First, something charming: Bon Odori. Bon Odori are folk dances performed during the summer Bon festival, when the spirits of the dead come back to visit their families. (Why they come back when it's steaming hot rather than in the far lovelier Japanese spring or fall is beyond me.) You welcome them home with happy Bon Odori -- Bon festival dances. Each region has its own flavor of Bon dance. (One of the famous ones is from a coal mining region. Follow along in the little video player in the upper left corner on this page.) Amateur dance troupes organized by workplaces, schools, or neighborhood associations perform the Bon Odori on a raised platform called a yagura, or, if the platform's only big enough for the drummers, around it. The onlookers join in and circle the platform performing the Bon dance at the same time. I don't know where this video was shot, but the scene is pretty typical.
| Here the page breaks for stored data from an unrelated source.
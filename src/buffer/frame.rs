//! Frame - a slot in the node cache.
//!
//! A [`Frame`] holds one node record's bytes plus the offset it was loaded
//! from. There is no dirty flag: every resident record is written back when
//! it leaves the cache.

use crate::common::PageOffset;
use crate::storage::record::PARENT_FIELD;

/// A slot in the node cache holding one record.
pub struct Frame {
    /// Which record is loaded, or None if the frame is free.
    offset: Option<PageOffset>,

    /// Record bytes, `record_size` long.
    data: Box<[u8]>,
}

impl Frame {
    /// Create an empty frame sized for one record.
    pub fn new(record_size: usize) -> Self {
        Self {
            offset: None,
            data: vec![0u8; record_size].into_boxed_slice(),
        }
    }

    #[inline]
    pub fn offset(&self) -> Option<PageOffset> {
        self.offset
    }

    #[inline]
    pub fn set_offset(&mut self, offset: Option<PageOffset>) {
        self.offset = offset;
    }

    #[inline]
    pub fn data(&self) -> &[u8] {
        &self.data
    }

    #[inline]
    pub fn data_mut(&mut self) -> &mut [u8] {
        &mut self.data
    }

    /// Overwrite the parent link in place.
    #[inline]
    pub fn patch_parent(&mut self, parent: PageOffset) {
        self.data[PARENT_FIELD].copy_from_slice(&parent.to_le_bytes());
    }

    /// Check if the frame is empty (no record loaded).
    #[inline]
    pub fn is_empty(&self) -> bool {
        self.offset.is_none()
    }
}

#[cfg(test)]
mod tests {
    use super::*;

    #[test]
    fn test_frame_new() {
        let frame = Frame::new(64);
        assert!(frame.is_empty());
        assert_eq!(frame.data().len(), 64);
        assert!(frame.data().iter().all(|&b| b == 0));
    }

    #[test]
    fn test_frame_offset() {
        let mut frame = Frame::new(16);
        frame.set_offset(Some(PageOffset::new(4096)));
        assert!(!frame.is_empty());
        assert_eq!(frame.offset(), Some(PageOffset::new(4096)));

        frame.set_offset(None);
        assert!(frame.is_empty());
    }

    #[test]
    fn test_patch_parent_touches_only_parent_field() {
        let mut frame = Frame::new(16);
        frame.data_mut().fill(0xAA);

        frame.patch_parent(PageOffset::new(7));

        assert_eq!(&frame.data()[PARENT_FIELD], &7u64.to_le_bytes());
        assert!(frame.data()[PARENT_FIELD.end..].iter().all(|&b| b == 0xAA));
    }
}
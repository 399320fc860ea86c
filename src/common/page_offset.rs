//! Page offset handle.

use std::fmt;

/// Byte offset of a node record in the index file.
///
/// Offsets are the index's pointers: parent and child links are stored as
/// `PageOffset`s. Only [`OffsetAllocator`](crate::storage::record::OffsetAllocator)
/// turns allocation indexes into offsets; everything else treats the value
/// as opaque.
///
/// # Example
/// ```
/// use pagetree::PageOffset;
///
/// let offset = PageOffset::new(16052);
/// assert!(offset.is_valid());
/// assert!(!PageOffset::INVALID.is_valid());
/// ```
#[derive(Debug, Clone, Copy, PartialEq, Eq, Hash, PartialOrd, Ord)]
pub struct PageOffset(pub u64);

impl PageOffset {
    /// Sentinel for "no record": the root's parent and empty child slots.
    pub const INVALID: PageOffset = PageOffset(u64::MAX);

    /// Create a new PageOffset.
    #[inline]
    pub fn new(offset: u64) -> Self {
        PageOffset(offset)
    }

    /// Check if this offset is valid (not the sentinel value).
    #[inline]
    pub fn is_valid(&self) -> bool {
        *self != Self::INVALID
    }

    /// Raw byte offset.
    #[inline]
    pub fn get(&self) -> u64 {
        self.0
    }

    #[inline]
    pub fn to_le_bytes(self) -> [u8; 8] {
        self.0.to_le_bytes()
    }

    #[inline]
    pub fn from_le_bytes(bytes: [u8; 8]) -> Self {
        PageOffset(u64::from_le_bytes(bytes))
    }
}

impl fmt::Display for PageOffset {
    fn fmt(&self, f: &mut fmt::Formatter<'_>) -> fmt::Result {
        if *self == Self::INVALID {
            write!(f, "@INVALID")
        } else {
            write!(f, "@{}", self.0)
        }
    }
}
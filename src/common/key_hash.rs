//! Key hashing.
//!
//! Node records store a fixed-width [`KeyHash`] instead of the user key.
//! Ordering and duplicate detection inside the tree compare hashes only, so
//! the index is *hash-ordered*:
//!
//! - Integer keys hash to themselves. An integer index is key-ordered and
//!   collision-free.
//! - Byte-string keys hash with XXH64 (seed 0). Two distinct strings with the
//!   same hash are the same entry: the second insert is rejected as a
//!   duplicate. Collisions are not resolved.
//!
//! XXH64 is used instead of `std::hash` because hashes are persisted and must
//! not change between processes, platforms or compiler versions.

use std::fmt;

use xxhash_rust::xxh64::xxh64;

const XXH64_SEED: u64 = 0;

/// The hash of an index key, as stored in node records.
#[derive(Debug, Clone, Copy, PartialEq, Eq, Hash, PartialOrd, Ord, Default)]
pub struct KeyHash(pub i64);

impl KeyHash {
    /// Hash an arbitrary byte string.
    #[inline]
    pub fn of_bytes(bytes: &[u8]) -> Self {
        KeyHash(xxh64(bytes, XXH64_SEED) as i64)
    }

    #[inline]
    pub fn to_le_bytes(self) -> [u8; 8] {
        self.0.to_le_bytes()
    }

    #[inline]
    pub fn from_le_bytes(bytes: [u8; 8]) -> Self {
        KeyHash(i64::from_le_bytes(bytes))
    }
}

impl fmt::Display for KeyHash {
    fn fmt(&self, f: &mut fmt::Formatter<'_>) -> fmt::Result {
        write!(f, "{}", self.0)
    }
}

/// A key type that can address entries in the index.
///
/// # Example
/// ```
/// use pagetree::{IndexKey, KeyHash};
///
/// assert_eq!(7i32.key_hash(), KeyHash(7));
/// assert_eq!("apple".key_hash(), String::from("apple").key_hash());
/// ```
pub trait IndexKey {
    /// Map the key to the hash stored in the tree.
    fn key_hash(&self) -> KeyHash;
}

macro_rules! impl_index_key_lossless {
    ($($t:ty),*) => {
        $(
            impl IndexKey for $t {
                #[inline]
                fn key_hash(&self) -> KeyHash {
                    KeyHash(i64::from(*self))
                }
            }
        )*
    };
}

impl_index_key_lossless!(i8, i16, i32, i64, u8, u16, u32);

/// `u64` keys are bit-cast: distinct keys stay distinct, but keys above
/// `i64::MAX` sort before zero.
impl IndexKey for u64 {
    #[inline]
    fn key_hash(&self) -> KeyHash {
        KeyHash(*self as i64)
    }
}

impl IndexKey for usize {
    #[inline]
    fn key_hash(&self) -> KeyHash {
        KeyHash(*self as u64 as i64)
    }
}

impl IndexKey for [u8] {
    #[inline]
    fn key_hash(&self) -> KeyHash {
        KeyHash::of_bytes(self)
    }
}

impl IndexKey for Vec<u8> {
    #[inline]
    fn key_hash(&self) -> KeyHash {
        KeyHash::of_bytes(self)
    }
}

impl IndexKey for str {
    #[inline]
    fn key_hash(&self) -> KeyHash {
        KeyHash::of_bytes(self.as_bytes())
    }
}

impl IndexKey for String {
    #[inline]
    fn key_hash(&self) -> KeyHash {
        KeyHash::of_bytes(self.as_bytes())
    }
}

impl<T: IndexKey + ?Sized> IndexKey for &T {
    #[inline]
    fn key_hash(&self) -> KeyHash {
        (**self).key_hash()
    }
}

#[cfg(test)]
mod tests {
    use super::*;

    #[test]
    fn test_integer_keys_hash_to_themselves() {
        assert_eq!(0i64.key_hash(), KeyHash(0));
        assert_eq!((-5i32).key_hash(), KeyHash(-5));
        assert_eq!(u32::MAX.key_hash(), KeyHash(u32::MAX as i64));
        assert!(1i32.key_hash() < 2i32.key_hash());
    }

    #[test]
    fn test_u64_bit_cast() {
        assert_eq!(u64::MAX.key_hash(), KeyHash(-1));
        assert_ne!(u64::MAX.key_hash(), (u64::MAX - 1).key_hash());
    }

    #[test]
    fn test_string_forms_agree() {
        let owned = String::from("hello");
        assert_eq!(owned.key_hash(), "hello".key_hash());
        assert_eq!(owned.key_hash(), b"hello"[..].key_hash());
        assert_eq!(owned.key_hash(), b"hello".to_vec().key_hash());
    }

    #[test]
    fn test_string_hash_is_stable() {
        // XXH64 of the empty input with seed 0.
        assert_eq!("".key_hash(), KeyHash(0xEF46_DB37_51D8_E999_u64 as i64));
        assert_ne!("a".key_hash(), "b".key_hash());
    }

    #[test]
    fn test_key_hash_bytes() {
        let hash = KeyHash(-123_456_789);
        assert_eq!(KeyHash::from_le_bytes(hash.to_le_bytes()), hash);
    }
}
Some Bon Odori groups perform in the streets, like these folks.

The internet being what it is, there is of course a Bon Odori cat video. And Bon Odori Gangnam style ...
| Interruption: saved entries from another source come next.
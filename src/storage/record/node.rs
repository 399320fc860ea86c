//! B-tree node records.

use std::ops::Range;

use crate::common::{Error, FixedCodec, KeyHash, PageOffset, Result};

/// Byte range of the parent offset inside every node record.
///
/// The parent link comes first so it can be rewritten on its own, without
/// touching the rest of the record.
pub const PARENT_FIELD: Range<usize> = 0..8;

const COUNT_FIELD: Range<usize> = 8..12;
const KEYS_START: usize = 12;
const KEY_SIZE: usize = 8;
const CHILD_SIZE: usize = 8;

/// Byte layout of a node record for branching factor `M` and a given value
/// size.
///
/// # Layout
/// ```text
/// Offset              Size        Field
/// ------              ----        -----
/// 0                   8           parent offset
/// 8                   4           entry count
/// 12                  8 × M       key hashes
/// 12 + 8M             V × M       values
/// 12 + (8 + V)M       8 × (M+1)   child offsets
/// ```
///
/// There are `M` key and value slots although a settled node holds at most
/// `M - 1` entries: the extra slot holds the overflow entry between an
/// insert and the split that follows it.
#[derive(Debug, Clone, Copy, PartialEq, Eq)]
pub struct NodeLayout {
    order: usize,
    value_size: usize,
}

impl NodeLayout {
    pub fn new(order: usize, value_size: usize) -> Self {
        Self { order, value_size }
    }

    #[inline]
    pub fn order(&self) -> usize {
        self.order
    }

    #[inline]
    pub fn value_size(&self) -> usize {
        self.value_size
    }

    #[inline]
    fn values_start(&self) -> usize {
        KEYS_START + self.order * KEY_SIZE
    }

    #[inline]
    fn children_start(&self) -> usize {
        self.values_start() + self.order * self.value_size
    }

    /// Size in bytes of one node record.
    #[inline]
    pub fn record_size(&self) -> usize {
        self.children_start() + (self.order + 1) * CHILD_SIZE
    }
}

/// Decoded node record.
///
/// `children` is empty for a leaf and holds `keys.len() + 1` offsets for an
/// internal node: `children[i]` precedes `keys[i]` precedes `children[i + 1]`.
#[derive(Debug, Clone, PartialEq)]
pub struct Node<V> {
    pub parent: PageOffset,
    pub keys: Vec<KeyHash>,
    pub values: Vec<V>,
    pub children: Vec<PageOffset>,
}

impl<V: FixedCodec> Node<V> {
    /// An empty leaf.
    pub fn new_leaf(parent: PageOffset) -> Self {
        Self {
            parent,
            keys: Vec::new(),
            values: Vec::new(),
            children: Vec::new(),
        }
    }

    #[inline]
    pub fn len(&self) -> usize {
        self.keys.len()
    }

    #[inline]
    pub fn is_empty(&self) -> bool {
        self.keys.is_empty()
    }

    #[inline]
    pub fn is_leaf(&self) -> bool {
        self.children.is_empty()
    }

    /// Position of the first entry `>= hash`: `Ok` on an exact match.
    #[inline]
    pub fn search(&self, hash: KeyHash) -> std::result::Result<usize, usize> {
        self.keys.binary_search(&hash)
    }

    /// Serialize into a fresh record buffer.
    pub fn encode(&self, layout: &NodeLayout) -> Vec<u8> {
        let mut buf = vec![0u8; layout.record_size()];
        self.encode_into(layout, &mut buf);
        buf
    }

    /// Serialize into `buf`, which must be `layout.record_size()` bytes.
    ///
    /// # Panics
    /// Panics if the node holds more than `M` entries or its child count does
    /// not match its entry count. Either means a split or merge went wrong.
    pub fn encode_into(&self, layout: &NodeLayout, buf: &mut [u8]) {
        let count = self.keys.len();
        assert!(
            count <= layout.order,
            "node holds {} entries, record has room for {}",
            count,
            layout.order
        );
        assert_eq!(count, self.values.len(), "key/value count mismatch");
        assert!(
            self.children.is_empty() || self.children.len() == count + 1,
            "node with {} entries has {} children",
            count,
            self.children.len()
        );

        buf[PARENT_FIELD].copy_from_slice(&self.parent.to_le_bytes());
        buf[COUNT_FIELD].copy_from_slice(&(count as u32).to_le_bytes());

        let keys_end = layout.values_start();
        buf[KEYS_START..keys_end].fill(0);
        for (i, key) in self.keys.iter().enumerate() {
            let at = KEYS_START + i * KEY_SIZE;
            buf[at..at + KEY_SIZE].copy_from_slice(&key.to_le_bytes());
        }

        let values_start = layout.values_start();
        buf[values_start..layout.children_start()].fill(0);
        for (i, value) in self.values.iter().enumerate() {
            let at = values_start + i * layout.value_size;
            value.encode_into(&mut buf[at..at + layout.value_size]);
        }

        let children_start = layout.children_start();
        for slot in 0..=layout.order {
            let child = self.children.get(slot).copied().unwrap_or(PageOffset::INVALID);
            let at = children_start + slot * CHILD_SIZE;
            buf[at..at + CHILD_SIZE].copy_from_slice(&child.to_le_bytes());
        }
    }

    /// Parse a record buffer.
    ///
    /// # Errors
    /// Returns `Error::Corrupted` if the buffer has the wrong size, the entry
    /// count exceeds `M`, or an internal node has an absent child.
    pub fn decode(layout: &NodeLayout, buf: &[u8]) -> Result<Self> {
        if buf.len() != layout.record_size() {
            return Err(Error::Corrupted(format!(
                "node record is {} bytes, expected {}",
                buf.len(),
                layout.record_size()
            )));
        }

        let parent = PageOffset::from_le_bytes(read_8(buf, PARENT_FIELD.start));
        let mut count_bytes = [0u8; 4];
        count_bytes.copy_from_slice(&buf[COUNT_FIELD]);
        let count = u32::from_le_bytes(count_bytes) as usize;
        if count > layout.order {
            return Err(Error::Corrupted(format!(
                "node entry count {} exceeds order {}",
                count, layout.order
            )));
        }

        let keys = (0..count)
            .map(|i| KeyHash::from_le_bytes(read_8(buf, KEYS_START + i * KEY_SIZE)))
            .collect();

        let values_start = layout.values_start();
        let values = (0..count)
            .map(|i| {
                let at = values_start + i * layout.value_size;
                V::decode_from(&buf[at..at + layout.value_size])
            })
            .collect();

        let children_start = layout.children_start();
        let first_child = PageOffset::from_le_bytes(read_8(buf, children_start));
        let children = if first_child.is_valid() {
            let children: Vec<PageOffset> = (0..=count)
                .map(|i| PageOffset::from_le_bytes(read_8(buf, children_start + i * CHILD_SIZE)))
                .collect();
            if children.iter().any(|child| !child.is_valid()) {
                return Err(Error::Corrupted(
                    "internal node with an absent child".to_string(),
                ));
            }
            children
        } else {
            Vec::new()
        };

        Ok(Self {
            parent,
            keys,
            values,
            children,
        })
    }
}

fn read_8(buf: &[u8], at: usize) -> [u8; 8] {
    let mut bytes = [0u8; 8];
    bytes.copy_from_slice(&buf[at..at + 8]);
    bytes
}
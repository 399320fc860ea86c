//! Fixed-size value encoding.

/// A value with a fixed-width little-endian encoding.
///
/// Node records reserve `ENCODED_LEN` bytes per value slot, so every value
/// of a type must encode to exactly that many bytes.
///
/// # Example
/// ```
/// use pagetree::FixedCodec;
///
/// let mut buf = [0u8; 8];
/// 42u64.encode_into(&mut buf);
/// assert_eq!(u64::decode_from(&buf), 42);
/// ```
pub trait FixedCodec: Sized {
    /// Number of bytes produced by [`encode_into`](Self::encode_into).
    const ENCODED_LEN: usize;

    /// Write the value into `buf[..ENCODED_LEN]`.
    ///
    /// # Panics
    /// Panics if `buf` is shorter than `ENCODED_LEN`.
    fn encode_into(&self, buf: &mut [u8]);

    /// Read a value from `buf[..ENCODED_LEN]`.
    ///
    /// # Panics
    /// Panics if `buf` is shorter than `ENCODED_LEN`.
    fn decode_from(buf: &[u8]) -> Self;
}

macro_rules! impl_fixed_codec_num {
    ($($t:ty),*) => {
        $(
            impl FixedCodec for $t {
                const ENCODED_LEN: usize = std::mem::size_of::<$t>();

                #[inline]
                fn encode_into(&self, buf: &mut [u8]) {
                    buf[..Self::ENCODED_LEN].copy_from_slice(&self.to_le_bytes());
                }

                #[inline]
                fn decode_from(buf: &[u8]) -> Self {
                    let mut bytes = [0u8; std::mem::size_of::<$t>()];
                    bytes.copy_from_slice(&buf[..Self::ENCODED_LEN]);
                    <$t>::from_le_bytes(bytes)
                }
            }
        )*
    };
}

impl_fixed_codec_num!(u8, u16, u32, u64, u128, i8, i16, i32, i64, i128, f32, f64);

impl FixedCodec for bool {
    const ENCODED_LEN: usize = 1;

    #[inline]
    fn encode_into(&self, buf: &mut [u8]) {
        buf[0] = u8::from(*self);
    }

    #[inline]
    fn decode_from(buf: &[u8]) -> Self {
        buf[0] != 0
    }
}

impl<const N: usize> FixedCodec for [u8; N] {
    const ENCODED_LEN: usize = N;

    #[inline]
    fn encode_into(&self, buf: &mut [u8]) {
        buf[..N].copy_from_slice(self);
    }

    #[inline]
    fn decode_from(buf: &[u8]) -> Self {
        let mut bytes = [0u8; N];
        bytes.copy_from_slice(&buf[..N]);
        bytes
    }
}

#[cfg(test)]
mod tests {
    use super::*;

    fn roundtrip<T: FixedCodec + PartialEq + std::fmt::Debug>(value: T) {
        let mut buf = vec![0u8; T::ENCODED_LEN];
        value.encode_into(&mut buf);
        assert_eq!(T::decode_from(&buf), value);
    }

    #[test]
    fn test_encoded_lengths() {
        assert_eq!(<u8 as FixedCodec>::ENCODED_LEN, 1);
        assert_eq!(<i32 as FixedCodec>::ENCODED_LEN, 4);
        assert_eq!(<f64 as FixedCodec>::ENCODED_LEN, 8);
        assert_eq!(<bool as FixedCodec>::ENCODED_LEN, 1);
        assert_eq!(<[u8; 16] as FixedCodec>::ENCODED_LEN, 16);
    }

    #[test]
    fn test_values_survive_encoding() {
        roundtrip(-7i32);
        roundtrip(u64::MAX);
        roundtrip(1.5f64);
        roundtrip(true);
        roundtrip(*b"fixed-width!");
    }

    #[test]
    fn test_little_endian_layout() {
        let mut buf = [0u8; 4];
        0x0403_0201u32.encode_into(&mut buf);
        assert_eq!(buf, [0x01, 0x02, 0x03, 0x04]);
    }
}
sandik: they do Bon Odori in Seattle, so you can go join in the fun ... The US Army Garrison in Japan (!) has posted a few training videos to help you get ready. Here's Tanko-bushi (the coal mining dance) and Sakura Ondo (the one the cat's doing).

PS: Pina Bausch's "Seasons" march always reminds me of Bon Odori!

PPS: In case you're wondering, the Bon Odori Gangnam style video was shot in Brazil ... Google "Bon matsuri" and you'll see that there are Bon festivals everywhere ...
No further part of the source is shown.